** Opening Supplied entries block **
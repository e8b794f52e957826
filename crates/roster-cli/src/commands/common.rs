use std::env;
use std::path::{Path, PathBuf};
use std::sync::Arc;

use roster_core::models::{SchemaSet, TableRunStats};
use roster_core::sync::RunPlan;
use roster_core::{AirtableClient, Mirror, MirrorConfig, RunOutcome};
use serde::Serialize;
use tracing::{info, warn};

use crate::error::CliError;

const CONFIG_FILE_NAME: &str = "config.json";

/// Paths shared by every command that talks to the base.
#[derive(Debug, Clone, Default)]
pub struct GlobalPaths {
    pub config: Option<PathBuf>,
    pub schema: Option<PathBuf>,
}

#[derive(Debug, Serialize)]
pub struct PlanSummary {
    pub users: TableRunStats,
    pub channels: TableRunStats,
}

impl From<&RunPlan> for PlanSummary {
    fn from(plan: &RunPlan) -> Self {
        Self {
            users: plan.users.stats(),
            channels: plan.channels.stats(),
        }
    }
}

/// Explicit path, then `ROSTER_CONFIG`, then the per-user config file if it exists.
pub fn resolve_config_path(cli_config: Option<PathBuf>) -> Option<PathBuf> {
    cli_config
        .or_else(|| env::var_os("ROSTER_CONFIG").map(PathBuf::from))
        .or_else(|| default_config_path().filter(|path| path.exists()))
}

pub fn default_config_path() -> Option<PathBuf> {
    dirs::config_dir().map(|dir| dir.join("roster").join(CONFIG_FILE_NAME))
}

pub fn load_schema(path: Option<&Path>) -> Result<SchemaSet, CliError> {
    Ok(path
        .map(SchemaSet::load_from_path)
        .transpose()?
        .unwrap_or_default())
}

/// Load config, connect to the base and make sure its schema is in place.
pub async fn open_mirror(paths: &GlobalPaths) -> Result<Mirror, CliError> {
    let config_path = resolve_config_path(paths.config.clone());
    let config = MirrorConfig::load(config_path.as_deref())?;
    let schema = load_schema(paths.schema.as_deref())?;
    let client = AirtableClient::new(&config.airtable, config.http_timeout)?;

    info!(base = %config.airtable.base_id, "Connecting to Airtable base");
    Ok(Mirror::bootstrap(Arc::new(client), config.engine, &schema).await?)
}

/// After a failed run the snapshots may be stale; reload them so the next
/// run starts from the remote state.
pub async fn recover_after_failure(mirror: &Mirror, error: &roster_core::Error) {
    if !error.requires_refresh() {
        return;
    }
    if let Err(refresh_error) = mirror.refresh_all().await {
        warn!(error = %refresh_error, "Refresh after failed run also failed");
    }
}

pub fn format_stats(stats: &TableRunStats) -> String {
    format!(
        "+{} added, ~{} updated, -{} deleted",
        stats.added, stats.updated, stats.deleted
    )
}

pub fn format_run_lines(outcome: &RunOutcome) -> Vec<String> {
    let mode = if outcome.report.is_manual {
        "manual"
    } else {
        "scheduled"
    };
    let mut lines = vec![
        format!("Users: {}", format_stats(&outcome.users)),
        format!("Channels: {}", format_stats(&outcome.channels)),
    ];
    if outcome.is_no_change() {
        lines.push("No changes".to_string());
    }
    lines.push(format!("Report {} ({mode})", outcome.report.id));
    lines
}

pub fn format_plan_lines(summary: &PlanSummary) -> Vec<String> {
    vec![
        format!("Users: {}", format_stats(&summary.users)),
        format!("Channels: {}", format_stats(&summary.channels)),
    ]
}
** Closing Supplied entries block **
What this task involves: Copy the records exactly.

Reply to the task:
repository e8b794f52e957826
filename crates/roster-cli/src/commands/common.rs
use std::env;
use std::path::{Path, PathBuf};
use std::sync::Arc;

use roster_core::models::{SchemaSet, TableRunStats};
use roster_core::sync::RunPlan;
use roster_core::{AirtableClient, Mirror, MirrorConfig, RunOutcome};
use serde::Serialize;
use tracing::{info, warn};

use crate::error::CliError;

const CONFIG_FILE_NAME: &str = "config.json";

/// Paths shared by every command that talks to the base.
#[derive(Debug, Clone, Default)]
pub struct GlobalPaths {
    pub config: Option<PathBuf>,
    pub schema: Option<PathBuf>,
}

#[derive(Debug, Serialize)]
pub struct PlanSummary {
    pub users: TableRunStats,
    pub channels: TableRunStats,
}

impl From<&RunPlan> for PlanSummary {
    fn from(plan: &RunPlan) -> Self {
        Self {
            users: plan.users.stats(),
            channels: plan.channels.stats(),
        }
    }
}

/// Explicit path, then `ROSTER_CONFIG`, then the per-user config file if it exists.
pub fn resolve_config_path(cli_config: Option<PathBuf>) -> Option<PathBuf> {
    cli_config
        .or_else(|| env::var_os("ROSTER_CONFIG").map(PathBuf::from))
        .or_else(|| default_config_path().filter(|path| path.exists()))
}

pub fn default_config_path() -> Option<PathBuf> {
    dirs::config_dir().map(|dir| dir.join("roster").join(CONFIG_FILE_NAME))
}

pub fn load_schema(path: Option<&Path>) -> Result<SchemaSet, CliError> {
    Ok(path
        .map(SchemaSet::load_from_path)
        .transpose()?
        .unwrap_or_default())
}

/// Load config, connect to the base and make sure its schema is in place.
pub async fn open_mirror(paths: &GlobalPaths) -> Result<Mirror, CliError> {
    let config_path = resolve_config_path(paths.config.clone());
    let config = MirrorConfig::load(config_path.as_deref())?;
    let schema = load_schema(paths.schema.as_deref())?;
    let client = AirtableClient::new(&config.airtable, config.http_timeout)?;

    info!(base = %config.airtable.base_id, "Connecting to Airtable base");
    Ok(Mirror::bootstrap(Arc::new(client), config.engine, &schema).await?)
}

/// After a failed run the snapshots may be stale; reload them so the next
/// run starts from the remote state.
pub async fn recover_after_failure(mirror: &Mirror, error: &roster_core::Error) {
    if !error.requires_refresh() {
        return;
    }
    if let Err(refresh_error) = mirror.refresh_all().await {
        warn!(error = %refresh_error, "Refresh after failed run also failed");
    }
}

pub fn format_stats(stats: &TableRunStats) -> String {
    format!(
        "+{} added, ~{} updated, -{} deleted",
        stats.added, stats.updated, stats.deleted
    )
}

pub fn format_run_lines(outcome: &RunOutcome) -> Vec<String> {
    let mode = if outcome.report.is_manual {
        "manual"
    } else {
        "scheduled"
    };
    let mut lines = vec![
        format!("Users: {}", format_stats(&outcome.users)),
        format!("Channels: {}", format_stats(&outcome.channels)),
    ];
    if outcome.is_no_change() {
        lines.push("No changes".to_string());
    }
    lines.push(format!("Report {} ({mode})", outcome.report.id));
    lines
}

pub fn format_plan_lines(summary: &PlanSummary) -> Vec<String> {
    vec![
        format!("Users: {}", format_stats(&summary.users)),
        format!("Channels: {}", format_stats(&summary.channels)),
    ]
}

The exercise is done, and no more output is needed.